Ora, se “maioria absoluta” foram as palavras evitadas das legislativas, dissolução é aquela que agora ensombra o Governo – e pode vir a ser uma constante para o resto da legislatura. Marcelo Rebelo de Sousa já disse múltiplas vezes que não pretende seguir por esse caminho. Todavia, o Presidente da República também tem deixado no ar, em algumas ocasiões, a possibilidade de um “mas”.

Se, num recado em dezembro para Luís Montenegro, afirmou que "não é claro que exista uma alternativa imediata e forte", ainda na quinta-feira passada, o Presidente da República fez questão de dizer que a maioria absoluta “não é escudo protetor ilimitado”.

Na opinião de Carlos Jalali, a sombra da dissolução “será menos intensa quão mais popular for o Governo” e mais “capacidade de demonstrar medidas” tenha. “O Governo tem uma agenda de pressão a que vai ter de responder”, nota.

Ao mesmo tempo, o politólogo recorda que Marcelo Rebelo de Sousa já sinalizou pelo menos um cenário de dissolução: caso António Costa saía para algum cargo europeu.

“Essa baliza já está definida.” “Por outro lado, é importante notar que o poder de dissolução é também limitado por aquilo que é a popularidade do Governo.
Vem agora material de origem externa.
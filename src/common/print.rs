//! Number formatting straight onto a byte stream, without `core::fmt`.

use embedded_io::Write;

/// Enough digits for a `u32` in base 2.
const MAX_DIGITS: usize = 32;

pub trait SerialWriteExt: Write {
    /// Write `value` in `base` (2..=36), most significant digit first, using
    /// `0-9` then `A-Z`. No sign, no leading zeros; zero is written as `0`.
    ///
    /// # Panics
    ///
    /// If `base` is outside `2..=36`.
    fn write_unsigned(&mut self, value: impl Into<u32>, base: u8) -> Result<(), Self::Error> {
        assert!((2..=36).contains(&base), "unsupported base");
        let mut n = value.into();
        if n == 0 {
            return self.write_all(b"0");
        }

        let mut buf = [0u8; MAX_DIGITS];
        let mut i = MAX_DIGITS;
        while n > 0 {
            let d = (n % base as u32) as u8;
            i -= 1;
            buf[i] = if d < 10 { b'0' + d } else { b'A' + d - 10 };
            n /= base as u32;
        }
        self.write_all(&buf[i..])
    }

    /// Write a signed value.
    ///
    /// * `base == 0` writes the low byte of `value` as-is, not as text.
    /// * `base == 10` writes a leading `-` for negative values.
    /// * Any other base writes the value's 32-bit pattern as unsigned, so
    ///   negative values are only meaningful in decimal.
    fn write_signed(&mut self, value: impl Into<i32>, base: u8) -> Result<(), Self::Error> {
        let n = value.into();
        match base {
            0 => self.write_all(&[n as u8]),
            10 => {
                if n < 0 {
                    self.write_all(b"-")?;
                }
                self.write_unsigned(n.unsigned_abs(), 10)
            }
            _ => self.write_unsigned(n as u32, base),
        }
    }

    /// Write `value` with exactly `digits` fractional digits, rounding the
    /// last one. `digits == 0` writes no decimal point.
    ///
    /// An integer part beyond `u32::MAX` (infinity included) is written as
    /// `u32::MAX` followed by all-9 digits; NaN is written as zero.
    fn write_fixed_point(&mut self, value: f64, digits: u8) -> Result<(), Self::Error> {
        let mut number = value;
        if number < 0.0 {
            self.write_all(b"-")?;
            number = -number;
        }

        // so that 1.999 with 2 digits prints as 2.00
        let mut rounding = 0.5;
        for _ in 0..digits {
            rounding /= 10.0;
        }
        number += rounding;

        let int_part = number as u32;
        let mut remainder = number - int_part as f64;
        self.write_unsigned(int_part, 10)?;

        if digits > 0 {
            self.write_all(b".")?;
        }
        for _ in 0..digits {
            remainder *= 10.0;
            let d = (remainder as u8).min(9);
            self.write_all(&[b'0' + d])?;
            remainder -= d as f64;
        }
        Ok(())
    }
}

impl<W: Write + ?Sized> SerialWriteExt for W {}
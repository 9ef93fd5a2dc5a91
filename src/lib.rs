#![cfg_attr(not(test), no_std)]

pub mod board;
pub mod curfuel;
pub mod interrupt;
pub mod prelude;
pub mod time;
pub mod uart;

mod common;

pub use common::{print, reg, ringbuf};
pub use embedded_hal;
pub use embedded_hal_nb;
pub use embedded_io;
pub use nb;
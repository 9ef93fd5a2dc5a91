//! Fuel-level query firmware.
//!
//! The host sends one command byte; the firmware answers with one line. `f`
//! samples the sender and reports the averaged raw reading, anything else is
//! answered with `unknown_command`. Input that piles up while a query is being
//! served is thrown away, so a host flooding the link gets one answer per poll.

mod command;
mod sampler;

pub use command::*;
pub use sampler::*;

use crate::{
    time::{ExtU32, MillisDuration, Uptime},
    uart::{Config, SerialPort, UartPeriph},
};
use embedded_hal::delay::DelayNs;

#[derive(Clone, Copy, Debug, PartialEq, Eq)]
pub struct FirmwareConfig {
    pub serial: Config,
    /// Readings averaged per `f` query.
    pub sampling_count: u8,
    /// Pause after each reading.
    pub sampling_delay: MillisDuration,
    /// Pause before each look at the receive queue.
    pub poll_interval: MillisDuration,
}

impl Default for FirmwareConfig {
    fn default() -> Self {
        Self {
            serial: Config::default(),
            sampling_count: 10,
            sampling_delay: 10.millis(),
            poll_interval: 100.millis(),
        }
    }
}

impl FirmwareConfig {
    pub fn serial(mut self, serial: Config) -> Self {
        self.serial = serial;
        self
    }

    pub fn sampling_count(mut self, count: u8) -> Self {
        self.sampling_count = count;
        self
    }

    pub fn sampling_delay(mut self, delay: MillisDuration) -> Self {
        self.sampling_delay = delay;
        self
    }

    pub fn poll_interval(mut self, interval: MillisDuration) -> Self {
        self.poll_interval = interval;
        self
    }
}

pub struct Firmware<'a, U, S, D, T, const N: usize> {
    port: SerialPort<'a, U, N>,
    source: S,
    delay: D,
    clock: T,
    config: FirmwareConfig,
}

impl<'a, U, S, D, T, const N: usize> Firmware<'a, U, S, D, T, N>
where
    U: UartPeriph,
    S: SampleSource,
    D: DelayNs,
    T: Uptime,
{
    pub fn new(
        port: SerialPort<'a, U, N>,
        source: S,
        delay: D,
        clock: T,
        config: FirmwareConfig,
    ) -> Self {
        Self {
            port,
            source,
            delay,
            clock,
            config,
        }
    }

    /// Open the serial port with the configured baud rate.
    pub fn start(&mut self) {
        self.port.open(self.config.serial);
    }

    /// One pass of the main loop: wait, then serve at most one query.
    pub fn poll(&mut self) -> Option<Command> {
        self.delay.delay_ms(self.config.poll_interval.ticks());

        if self.port.pending() == 0 {
            return None;
        }
        let command = Command::from(self.port.read_byte()?);
        log::debug!("query: {}", command.name());
        self.serve(command);

        self.port.clear();
        Some(command)
    }

    pub fn run(mut self) -> ! {
        self.start();
        loop {
            self.poll();
        }
    }

    pub fn port(&mut self) -> &mut SerialPort<'a, U, N> {
        &mut self.port
    }

    fn serve(&mut self, command: Command) {
        let written = match command {
            Command::RawFuelLevel => {
                let level = average(
                    &mut self.source,
                    &mut self.delay,
                    self.config.sampling_count,
                    self.config.sampling_delay.ticks(),
                );
                let now = self.clock.uptime();
                write_fuel_level(&mut self.port, now, level)
            }
            Command::Unknown(query) => {
                let now = self.clock.uptime();
                write_unknown(&mut self.port, now, query)
            }
        };
        written.unwrap_or_else(|e| match e {});
    }
}
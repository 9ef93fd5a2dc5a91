#[cfg(test)]
pub(crate) mod mock;
pub mod print;
pub mod reg;
pub mod ringbuf;
pub mod uart;

/// Hand out a `&'static mut RingBuffer<$size>` backed by a static.
///
/// Each expansion owns its own storage and may run only once; a second run
/// panics instead of aliasing the buffer.
#[macro_export]
macro_rules! static_ringbuf {
    ($size:expr) => {{
        static mut RB: $crate::ringbuf::RingBuffer<{ $size }> = $crate::ringbuf::RingBuffer::new();
        static TAKEN: $crate::ringbuf::Taken = $crate::ringbuf::Taken::new();
        TAKEN.take();
        unsafe { &mut *(&raw mut RB) }
    }};
}
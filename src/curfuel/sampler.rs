use embedded_hal::delay::DelayNs;

/// One analog reading of the fuel-level sender.
pub trait SampleSource {
    fn read_sample(&mut self) -> u16;
}

impl<F: FnMut() -> u16> SampleSource for F {
    fn read_sample(&mut self) -> u16 {
        self()
    }
}

/// Mean of `count` readings taken `interval_ms` apart.
///
/// # Panics
///
/// If `count` is zero.
pub fn average<S, D>(source: &mut S, delay: &mut D, count: u8, interval_ms: u32) -> f64
where
    S: SampleSource,
    D: DelayNs,
{
    assert!(count > 0, "sampling count must not be zero");
    let mut sum = 0u32;
    for _ in 0..count {
        sum += source.read_sample() as u32;
        delay.delay_ms(interval_ms);
    }
    sum as f64 / count as f64
}

#[cfg(test)]
mod tests {
    use super::*;
    use crate::curfuel::tests::CountingDelay;

    #[test]
    fn mean_of_readings() {
        let mut readings = [1023u16, 0, 511, 512].into_iter();
        let mut source = || readings.next().unwrap();
        let mut delay = CountingDelay::default();
        assert_eq!(average(&mut source, &mut delay, 4, 10), 511.5);
        assert_eq!(delay.total_ms(), 40);
    }

    #[test]
    fn full_scale_does_not_overflow() {
        let mut source = || u16::MAX;
        let mut delay = CountingDelay::default();
        assert_eq!(average(&mut source, &mut delay, 255, 0), u16::MAX as f64);
    }
}
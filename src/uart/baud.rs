//! Baud rate generator settings for the AVR USART.
//!
//! The USART samples each bit either 16 times (normal speed) or 8 times
//! (double speed, `U2X`). Both modes are tried and the one whose real baud
//! rate lands closer to the request wins; ties go to normal speed.

/// Largest value the 12-bit `UBRR` register can hold.
pub const UBRR_MAX: u16 = 0x0FFF;

#[derive(Clone, Copy, Debug, PartialEq, Eq)]
#[cfg_attr(feature = "defmt", derive(defmt::Format))]
pub struct BaudSetting {
    pub double_speed: bool,
    /// Value for the `UBRRH:UBRRL` register pair.
    pub ubrr: u16,
}

impl BaudSetting {
    /// # Panics
    ///
    /// If `baud` is zero or cannot be produced from `clock` in either mode.
    pub fn new(clock: u32, baud: u32) -> Self {
        assert!(baud > 0, "baud rate must not be zero");

        // Normal speed can't reach more than clock / 16.
        if baud > clock / 16 {
            return match Self::with_mode(clock, baud, true) {
                Some(s) => s,
                None => panic!("impossible baud rate"),
            };
        }

        match (
            Self::with_mode(clock, baud, false),
            Self::with_mode(clock, baud, true),
        ) {
            (Some(normal), Some(double)) => {
                if double.error(clock, baud) < normal.error(clock, baud) {
                    double
                } else {
                    normal
                }
            }
            (Some(s), None) | (None, Some(s)) => s,
            (None, None) => panic!("baud rate too low for this clock"),
        }
    }

    /// Setting for one sampling mode, or `None` when the divisor doesn't fit
    /// in `UBRR`.
    pub fn with_mode(clock: u32, baud: u32, double_speed: bool) -> Option<Self> {
        let prescale = if double_speed { 4 } else { 8 };
        let steps = clock / prescale / baud;
        if steps == 0 {
            return None;
        }
        let ubrr = (steps - 1) / 2;
        if ubrr > UBRR_MAX as u32 {
            return None;
        }
        Some(Self {
            double_speed,
            ubrr: ubrr as u16,
        })
    }

    #[inline]
    pub fn samples_per_bit(&self) -> u32 {
        if self.double_speed { 8 } else { 16 }
    }

    /// The rate the hardware really runs at with this setting.
    pub fn actual_baud(&self, clock: u32) -> u32 {
        clock / (self.samples_per_bit() * (self.ubrr as u32 + 1))
    }

    /// Distance between the real and the requested rate, scaled so that 255
    /// means 100 %. Saturates at 255.
    pub fn error(&self, clock: u32, baud: u32) -> u8 {
        let scaled = self.actual_baud(clock) as u64 * 255 / baud as u64;
        (255 - scaled as i64).unsigned_abs().min(255) as u8
    }

    #[inline]
    pub fn high(&self) -> u8 {
        (self.ubrr >> 8) as u8
    }

    #[inline]
    pub fn low(&self) -> u8 {
        self.ubrr as u8
    }
}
Se um Governo é popular, é difícil a um PR dissolver a AR, porque as eleições seguintes tenderão a gerar um resultado semelhante”, diz ainda.

Pedro Silveira não arriscar apontar se a sombra da dissolução irá desaparecer até final da legislatura. Tendo em conta o calendário eleitoral, o Governo de António Costa tem tempo para ainda “reganhar a iniciativa política”.

Neste momento, o Governo está a tentar “recuperar fôlego”, para tentar um novo ciclo. Porém, o politólogo não esquece que o Governo “andou mais de um mês” envolto em casos, com demissões à mistura, algo que “derivou da acumulação de muitos casos, desde o início do mandato”.

A sombra da dissolução tardará, logo, a desaparecer.

“Vai continuar pelo menos durante mais algum tempo, enquanto persistir esta imagem de um Governo desgastado e que perdeu uma oportunidade de ouro, no primeiro ano de mandato, com uma maioria absoluta, de ter um conjunto de reformas que claramente mobilizasse os portugueses”, atira.